### About this exercise
Give back every record below, character for character.

### Source data
┄┄┄┄┄┄┄┄┄┄
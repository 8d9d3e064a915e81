use std::collections::HashMap;
use std::sync::atomic::{AtomicU64, Ordering};

use super::Content;
use crate::types::{Direction, Edges, Overflow, Size, Style};

static NEXT_ID: AtomicU64 = AtomicU64::new(0);

fn generate_id(prefix: &str) -> String {
    let id = NEXT_ID.fetch_add(1, Ordering::Relaxed);
    format!("{prefix}-{id}")
}

#[derive(Debug, Clone, PartialEq)]
pub struct Element {
    // Identity
    pub id: String,

    // Content
    pub content: Content,

    // Layout (box model)
    pub width: Size,
    pub height: Size,
    pub padding: Edges,

    // Flex container
    pub direction: Direction,
    pub gap: u16,

    // Overflow (separate X/Y for independent control)
    pub overflow_x: Overflow,
    pub overflow_y: Overflow,
    pub scroll_offset: (u16, u16),

    // Disclosure state. A collapsible element lays out and renders only its
    // first child (the summary line) while closed.
    pub collapsible: bool,
    pub open: bool,

    // Interaction
    pub clickable: bool,

    // Visual
    pub style: Style,

    // Custom data storage (class markers, handler IDs, etc.)
    pub data: HashMap<String, String>,
}

impl Default for Element {
    fn default() -> Self {
        Self {
            id: generate_id("el"),
            content: Content::None,
            width: Size::Auto,
            height: Size::Auto,
            padding: Edges::default(),
            direction: Direction::Column,
            gap: 0,
            overflow_x: Overflow::Visible,
            overflow_y: Overflow::Visible,
            scroll_offset: (0, 0),
            collapsible: false,
            open: false,
            clickable: false,
            style: Style::default(),
            data: HashMap::new(),
        }
    }
}

impl Element {
    pub fn box_() -> Self {
        Self {
            id: generate_id("box"),
            ..Default::default()
        }
    }

    pub fn text(content: impl Into<String>) -> Self {
        Self {
            id: generate_id("text"),
            content: Content::Text(content.into()),
            ..Default::default()
        }
    }

    pub fn link(label: impl Into<String>, href: impl Into<String>) -> Self {
        Self {
            id: generate_id("link"),
            content: Content::Link {
                label: label.into(),
                href: href.into(),
            },
            ..Default::default()
        }
    }

    pub fn col() -> Self {
        Self {
            id: generate_id("col"),
            direction: Direction::Column,
            ..Default::default()
        }
    }

    pub fn row() -> Self {
        Self {
            id: generate_id("row"),
            direction: Direction::Row,
            ..Default::default()
        }
    }

    /// A collapsible section: first child is the summary line, the rest is
    /// the body. The left padding leaves a gutter for the disclosure marker.
    pub fn details() -> Self {
        Self {
            id: generate_id("details"),
            direction: Direction::Column,
            padding: Edges::left(2),
            collapsible: true,
            ..Default::default()
        }
    }

    // Identity
    pub fn id(mut self, id: impl Into<String>) -> Self {
        self.id = id.into();
        self
    }

    // Layout
    pub fn width(mut self, width: Size) -> Self {
        self.width = width;
        self
    }

    pub fn height(mut self, height: Size) -> Self {
        self.height = height;
        self
    }

    pub fn padding(mut self, padding: Edges) -> Self {
        self.padding = padding;
        self
    }

    pub fn gap(mut self, gap: u16) -> Self {
        self.gap = gap;
        self
    }

    // Overflow
    /// Set both horizontal and vertical overflow behavior.
    pub fn overflow(mut self, overflow: Overflow) -> Self {
        self.overflow_x = overflow;
        self.overflow_y = overflow;
        self
    }

    /// Set horizontal overflow behavior.
    pub fn overflow_x(mut self, overflow: Overflow) -> Self {
        self.overflow_x = overflow;
        self
    }

    /// Set vertical overflow behavior.
    pub fn overflow_y(mut self, overflow: Overflow) -> Self {
        self.overflow_y = overflow;
        self
    }

    pub fn scroll_offset(mut self, x: u16, y: u16) -> Self {
        self.scroll_offset = (x, y);
        self
    }

    // Disclosure
    pub fn open(mut self, open: bool) -> Self {
        self.open = open;
        self
    }

    // Interaction
    pub fn clickable(mut self, clickable: bool) -> Self {
        self.clickable = clickable;
        self
    }

    // Visual
    pub fn style(mut self, style: Style) -> Self {
        self.style = style;
        self
    }

    // Custom data
    pub fn data(mut self, key: impl Into<String>, value: impl Into<String>) -> Self {
        self.data.insert(key.into(), value.into());
        self
    }

    pub fn get_data(&self, key: &str) -> Option<&String> {
        self.data.get(key)
    }

    // Children
    pub fn child(mut self, child: Element) -> Self {
        self.append(child);
        self
    }

    pub fn children(mut self, new_children: impl IntoIterator<Item = Element>) -> Self {
        match &mut self.content {
            Content::Children(children) => children.extend(new_children),
            Content::None => self.content = Content::Children(new_children.into_iter().collect()),
            _ => {
                self.content = Content::Children(new_children.into_iter().collect());
            }
        }
        self
    }

    /// Append a child in place. This is the mutating counterpart of
    /// [`child`](Self::child) for callers that hold a live container.
    pub fn append(&mut self, child: Element) {
        match &mut self.content {
            Content::Children(children) => children.push(child),
            Content::None => self.content = Content::Children(vec![child]),
            _ => {
                // Replace content with children
                self.content = Content::Children(vec![child]);
            }
        }
    }
}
┄┄┄┄┄┄┄┄┄┄
### Response to the exercise
repository 8d9d3e064a915e81
use std::collections::HashMap;
use std::sync::atomic::{AtomicU64, Ordering};

use super::Content;
use crate::types::{Direction, Edges, Overflow, Size, Style};

static NEXT_ID: AtomicU64 = AtomicU64::new(0);

fn generate_id(prefix: &str) -> String {
    let id = NEXT_ID.fetch_add(1, Ordering::Relaxed);
    format!("{prefix}-{id}")
}

#[derive(Debug, Clone, PartialEq)]
pub struct Element {
    // Identity
    pub id: String,

    // Content
    pub content: Content,

    // Layout (box model)
    pub width: Size,
    pub height: Size,
    pub padding: Edges,

    // Flex container
    pub direction: Direction,
    pub gap: u16,

    // Overflow (separate X/Y for independent control)
    pub overflow_x: Overflow,
    pub overflow_y: Overflow,
    pub scroll_offset: (u16, u16),

    // Disclosure state. A collapsible element lays out and renders only its
    // first child (the summary line) while closed.
    pub collapsible: bool,
    pub open: bool,

    // Interaction
    pub clickable: bool,

    // Visual
    pub style: Style,

    // Custom data storage (class markers, handler IDs, etc.)
    pub data: HashMap<String, String>,
}

impl Default for Element {
    fn default() -> Self {
        Self {
            id: generate_id("el"),
            content: Content::None,
            width: Size::Auto,
            height: Size::Auto,
            padding: Edges::default(),
            direction: Direction::Column,
            gap: 0,
            overflow_x: Overflow::Visible,
            overflow_y: Overflow::Visible,
            scroll_offset: (0, 0),
            collapsible: false,
            open: false,
            clickable: false,
            style: Style::default(),
            data: HashMap::new(),
        }
    }
}

impl Element {
    pub fn box_() -> Self {
        Self {
            id: generate_id("box"),
            ..Default::default()
        }
    }

    pub fn text(content: impl Into<String>) -> Self {
        Self {
            id: generate_id("text"),
            content: Content::Text(content.into()),
            ..Default::default()
        }
    }

    pub fn link(label: impl Into<String>, href: impl Into<String>) -> Self {
        Self {
            id: generate_id("link"),
            content: Content::Link {
                label: label.into(),
                href: href.into(),
            },
            ..Default::default()
        }
    }

    pub fn col() -> Self {
        Self {
            id: generate_id("col"),
            direction: Direction::Column,
            ..Default::default()
        }
    }

    pub fn row() -> Self {
        Self {
            id: generate_id("row"),
            direction: Direction::Row,
            ..Default::default()
        }
    }

    /// A collapsible section: first child is the summary line, the rest is
    /// the body. The left padding leaves a gutter for the disclosure marker.
    pub fn details() -> Self {
        Self {
            id: generate_id("details"),
            direction: Direction::Column,
            padding: Edges::left(2),
            collapsible: true,
            ..Default::default()
        }
    }

    // Identity
    pub fn id(mut self, id: impl Into<String>) -> Self {
        self.id = id.into();
        self
    }

    // Layout
    pub fn width(mut self, width: Size) -> Self {
        self.width = width;
        self
    }

    pub fn height(mut self, height: Size) -> Self {
        self.height = height;
        self
    }

    pub fn padding(mut self, padding: Edges) -> Self {
        self.padding = padding;
        self
    }

    pub fn gap(mut self, gap: u16) -> Self {
        self.gap = gap;
        self
    }

    // Overflow
    /// Set both horizontal and vertical overflow behavior.
    pub fn overflow(mut self, overflow: Overflow) -> Self {
        self.overflow_x = overflow;
        self.overflow_y = overflow;
        self
    }

    /// Set horizontal overflow behavior.
    pub fn overflow_x(mut self, overflow: Overflow) -> Self {
        self.overflow_x = overflow;
        self
    }

    /// Set vertical overflow behavior.
    pub fn overflow_y(mut self, overflow: Overflow) -> Self {
        self.overflow_y = overflow;
        self
    }

    pub fn scroll_offset(mut self, x: u16, y: u16) -> Self {
        self.scroll_offset = (x, y);
        self
    }

    // Disclosure
    pub fn open(mut self, open: bool) -> Self {
        self.open = open;
        self
    }

    // Interaction
    pub fn clickable(mut self, clickable: bool) -> Self {
        self.clickable = clickable;
        self
    }

    // Visual
    pub fn style(mut self, style: Style) -> Self {
        self.style = style;
        self
    }

    // Custom data
    pub fn data(mut self, key: impl Into<String>, value: impl Into<String>) -> Self {
        self.data.insert(key.into(), value.into());
        self
    }

    pub fn get_data(&self, key: &str) -> Option<&String> {
        self.data.get(key)
    }

    // Children
    pub fn child(mut self, child: Element) -> Self {
        self.append(child);
        self
    }

    pub fn children(mut self, new_children: impl IntoIterator<Item = Element>) -> Self {
        match &mut self.content {
            Content::Children(children) => children.extend(new_children),
            Content::None => self.content = Content::Children(new_children.into_iter().collect()),
            _ => {
                self.content = Content::Children(new_children.into_iter().collect());
            }
        }
        self
    }

    /// Append a child in place. This is the mutating counterpart of
    /// [`child`](Self::child) for callers that hold a live container.
    pub fn append(&mut self, child: Element) {
        match &mut self.content {
            Content::Children(children) => children.push(child),
            Content::None => self.content = Content::Children(vec![child]),
            _ => {
                // Replace content with children
                self.content = Content::Children(vec![child]);
            }
        }
    }
}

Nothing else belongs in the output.